Putting It In Perspective


By Neil Stover

A collegiate national champion, an Olympic qualifier, a world champion and the daughter of a gold medalist. With those credentials peppering a résumé it would be easy to sacrifice perspective and humility.  But despite all of her achievements, professional beach volleyball and former UCLA volleyball player Jenny Johnson Jordan understands all of her athletic accomplishments fit into just one aspect of her life.

The daughter of two-time Olympic decathlon medalist Rafer Johnson, Johnson Jordan, 38, learned humility at a young age. She credits her father's lead-by-example demeanor for instilling a sense of humility in her achievements.

"I learned from him at an early age to be humble and appreciative for whatever blessings you have in your life," Johnson Jordan said.

Given all of his international success, remaining levelheaded is easier said than done. Johnson, also a standout at UCLA, won a silver medal in the 1956 Melbourne Olympic Games and a gold medal in the 1960 Rome Games. But Johnson Jordan said her father never displayed his medals or trophies. Instead, he decorated the walls of their house with his children's awards. All this, Johnson Jordan said, contributed to teaching the life-lesson that actions speak louder than words.

"One thing I really appreciate about him is his humility with what he accomplished," Johnson Jordan said. "And I think of any lesson that is really the biggest thing he taught me, without ever really having to say anything, which I feel is more powerful."

Johnson Jordan carries these values with her throughout both her professional and personal lives. While she still plays beach volleyball professionally, Johnson Jordan says her children - she has a daughter, Jaylen (9), and a son, Kory (6) - help her maintain focus on the relative importance of sports.

"I know that having kids helped even my perspective about sports and its place in my life," Johnson Jordan said. "You know, I could have a terrible tournament, a terrible match, but as soon as I go home and rush off the court and see my kids, it puts things in perspective pretty quickly."

Perspective is not the only alteration in her life a result of having children. Johnson Jordan has also had to readjust how she allocated her time.

"My time training on my sport had to be more concentrated and more focused (after having children)," she said. "I think what I would normally get done in three or four hours I was then getting done in two hours. I'm just making better use of my time.

But while motherhood allows Johnson Jordan to keep her perspective on volleyball, volleyball reciprocates the favor on motherhood.

"You have your daily goals and desires and then you have overall what you're trying to achieve, and I think that's something volleyball has definitely helped me with in those areas," Johnson Jordan said.

Along with family, Johnson Jordan remains grounded largely because of her strong faith. In May 2010, she was inducted into the Athletes in Action Hall of Faith. The award honors those in the athletic community who "best exemplify outstanding character, integrity, and faith -- whether on the field of competition, in the home, or in the community." And with fellow inductees like John Wooden, it is an honor she certainly does not take lightly.
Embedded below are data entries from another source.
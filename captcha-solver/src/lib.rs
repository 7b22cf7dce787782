pub mod api;
pub mod config;
pub mod error;
pub mod ocr;
pub mod server;
pub mod solver;
use axum::extract::State;
use axum::Json;
use serde::Serialize;

use crate::api::state::AppState;

#[derive(Debug, Clone, Serialize, utoipa::ToSchema)]
pub struct HealthData {
    pub status: String,
    pub version: String,
    pub ocr: OcrStatus,
}

#[derive(Debug, Clone, Serialize, utoipa::ToSchema)]
pub struct OcrStatus {
    pub status: String,
    pub languages: String,
    #[serde(skip_serializing_if = "Option::is_none")]
    pub reason: Option<String>,
}

/// `GET /health`
#[utoipa::path(
    get,
    path = "/health",
    tag = "health",
    responses(
        (status = 200, description = "Service health status", body = HealthData),
    )
)]
pub async fn health_check(State(state): State<AppState>) -> Json<HealthData> {
    let ocr = state.solver.ocr();

    let ocr_status = OcrStatus {
        status: if ocr.is_available() {
            "available".to_string()
        } else {
            "unavailable".to_string()
        },
        languages: ocr.languages().to_string(),
        reason: ocr.unavailable_reason().map(str::to_string),
    };

    Json(HealthData {
        status: "ok".to_string(),
        version: env!("CARGO_PKG_VERSION").to_string(),
        ocr: ocr_status,
    })
}
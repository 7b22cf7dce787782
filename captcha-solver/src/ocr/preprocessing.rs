use crate::config::OcrConfig;
use image::imageops::FilterType;
use image::{DynamicImage, GenericImageView, GrayImage, Luma};

/// Clean a decoded bitmap up before handing it to Tesseract
///
/// 1. Downscales images larger than `max_image_dimension` (aspect ratio kept)
/// 2. Flattens transparency onto a white background
/// 3. Converts to grayscale
/// 4. Stretches contrast so the darkest pixel maps to 0 and the lightest to 255
pub fn preprocess_image(img: DynamicImage, config: &OcrConfig) -> DynamicImage {
    let img = resize_to_fit(img, config.max_image_dimension);
    let gray = flatten_to_luma(&img);
    DynamicImage::ImageLuma8(stretch_contrast(gray))
}

/// Uses Lanczos3 for downscaling; images already within bounds are returned untouched.
fn resize_to_fit(img: DynamicImage, max_dim: u32) -> DynamicImage {
    let (width, height) = img.dimensions();
    if max_dim == 0 || (width <= max_dim && height <= max_dim) {
        return img;
    }

    img.resize(max_dim, max_dim, FilterType::Lanczos3)
}

/// Grayscale conversion that composites any alpha channel over white.
fn flatten_to_luma(img: &DynamicImage) -> GrayImage {
    if !img.color().has_alpha() {
        return img.to_luma8();
    }

    let luma_alpha = img.to_luma_alpha8();
    GrayImage::from_fn(luma_alpha.width(), luma_alpha.height(), |x, y| {
        let [luma, alpha] = luma_alpha.get_pixel(x, y).0;
        let (luma, alpha) = (luma as u32, alpha as u32);
        let blended = (luma * alpha + 255 * (255 - alpha)) / 255;
        Luma([blended as u8])
    })
}

/// Histogram stretching. Flat images are returned as-is.
fn stretch_contrast(gray: GrayImage) -> GrayImage {
    let (min_val, max_val) = gray
        .pixels()
        .fold((u8::MAX, u8::MIN), |(lo, hi), p| (lo.min(p[0]), hi.max(p[0])));

    if max_val <= min_val {
        return gray;
    }

    let range = (max_val - min_val) as f32;
    GrayImage::from_fn(gray.width(), gray.height(), |x, y| {
        let value = gray.get_pixel(x, y)[0];
        let normalized = (value - min_val) as f32 / range;
        Luma([(normalized * 255.0).round() as u8])
    })
}

#[cfg(test)]
mod tests {
    use super::*;
    use image::{Rgba, RgbaImage};

    fn create_test_config() -> OcrConfig {
        OcrConfig::default()
    }

    #[test]
    fn test_preprocess_outputs_grayscale() {
        let img = DynamicImage::new_rgb8(100, 40);
        let processed = preprocess_image(img, &create_test_config());

        assert!(matches!(processed, DynamicImage::ImageLuma8(_)));
        assert_eq!(processed.dimensions(), (100, 40));
    }

    #[test]
    fn test_preprocess_downscales_large_image() {
        let config = OcrConfig {
            max_image_dimension: 500,
            ..create_test_config()
        };
        let processed = preprocess_image(DynamicImage::new_rgb8(2000, 1500), &config);

        let (w, h) = processed.dimensions();
        assert_eq!(w, 500);
        assert_eq!(h, 375);
    }

    #[test]
    fn test_resize_to_fit_no_change() {
        let resized = resize_to_fit(DynamicImage::new_rgb8(500, 500), 1000);
        assert_eq!(resized.dimensions(), (500, 500));
    }

    #[test]
    fn test_resize_to_fit_width_exceeded() {
        let resized = resize_to_fit(DynamicImage::new_rgb8(2000, 500), 1000);
        assert_eq!(resized.dimensions(), (1000, 250));
    }

    #[test]
    fn test_resize_to_fit_height_exceeded() {
        let resized = resize_to_fit(DynamicImage::new_rgb8(500, 2000), 1000);
        assert_eq!(resized.dimensions(), (250, 1000));
    }

    #[test]
    fn test_resize_to_fit_zero_disables_resizing() {
        let resized = resize_to_fit(DynamicImage::new_rgb8(5000, 10), 0);
        assert_eq!(resized.dimensions(), (5000, 10));
    }

    #[test]
    fn test_transparent_background_becomes_white() {
        let mut rgba = RgbaImage::from_pixel(4, 4, Rgba([0, 0, 0, 0]));
        rgba.put_pixel(1, 1, Rgba([0, 0, 0, 255]));

        let gray = flatten_to_luma(&DynamicImage::ImageRgba8(rgba));
        assert_eq!(gray.get_pixel(0, 0)[0], 255, "transparent pixel should be white");
        assert_eq!(gray.get_pixel(1, 1)[0], 0, "opaque black glyph should stay black");
    }

    #[test]
    fn test_flatten_without_alpha_is_plain_grayscale() {
        let img = DynamicImage::new_rgb8(3, 3);
        let gray = flatten_to_luma(&img);
        assert!(gray.pixels().all(|p| p[0] == 0));
    }

    #[test]
    fn test_stretch_contrast_uses_full_range() {
        let mut gray = GrayImage::new(10, 10);
        for (i, pixel) in gray.pixels_mut().enumerate() {
            pixel[0] = (50 + i % 90) as u8;
        }

        let stretched = stretch_contrast(gray);
        let min = stretched.pixels().map(|p| p[0]).min().unwrap();
        let max = stretched.pixels().map(|p| p[0]).max().unwrap();
        assert_eq!(min, 0);
        assert_eq!(max, 255);
    }

    #[test]
    fn test_stretch_contrast_flat_image_unchanged() {
        let gray = GrayImage::from_pixel(10, 10, Luma([100]));
        let stretched = stretch_contrast(gray);
        assert!(stretched.pixels().all(|p| p[0] == 100));
    }
}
"Being inducted in to the Hall of Faith, for me, obviously had something to do with my athletic career, but I think it had more to do with my faith and how I bring my faith and sport together," she said. "Being a fellow Bruin, for me, John Wooden has always been somebody I look up to and admire. He was definitely somebody that whenever I can be included in his company in any way, it's an honor."

Even with that elite company, the induction humbles Johnson Jordan rather than inflate her ego.

"[Athletes in Action] helped me to not be so high strung, but I think that having that perspective with my faith helped me to get a better balance on the perspective of athletics in my life," she said. "I really started to see it even more so as a gift to be able to do what I've been able to do with volleyball."

With as focused and grounded as she is, Johnson Jordan's athletic achievements often go understated. But that is not to say she does not take pride in what she has accomplished.

As a student-athlete at UCLA, Johnson Jordan played on the 1991 national championship team. She said the opportunity to play with and against the best players in the country helped her reach her full potential.

It was also at UCLA where Johnson Jordan picked up the game of beach volleyball. Despite growing up near the beach in Sherman Oaks, Calif., she said she never had any desire to learn the game. But once she got to UCLA, she said the other players encouraged her to start and helped her realize she could parlay it into a playing career after graduation.

That playing career has now spanned 15 years and several continents alongside partner Annett Davis. The pair has won several tournaments and even qualified for the 2000 Sydney Games, where they placed fifth. Despite not medaling, the Sydney Games fulfilled a dream come true for Johnson Jordan.

"From a very young age, I always wanted to go to the Olympics, I just never really had an idea of how I would get there," she said. "But I think overall it was definitely one of the highlights of my career."

In a career full of impressive feats, Johnson Jordan said it is not easy to separate one specific highlight as being the best.

"I think at different times of my life, different moments were significant for different reasons," she said.

But to Johnson Jordan, it is all about keeping perspective. Because in the grand scheme of things, she said, all of those athletic highlights comprise just a small place atop her life mantle.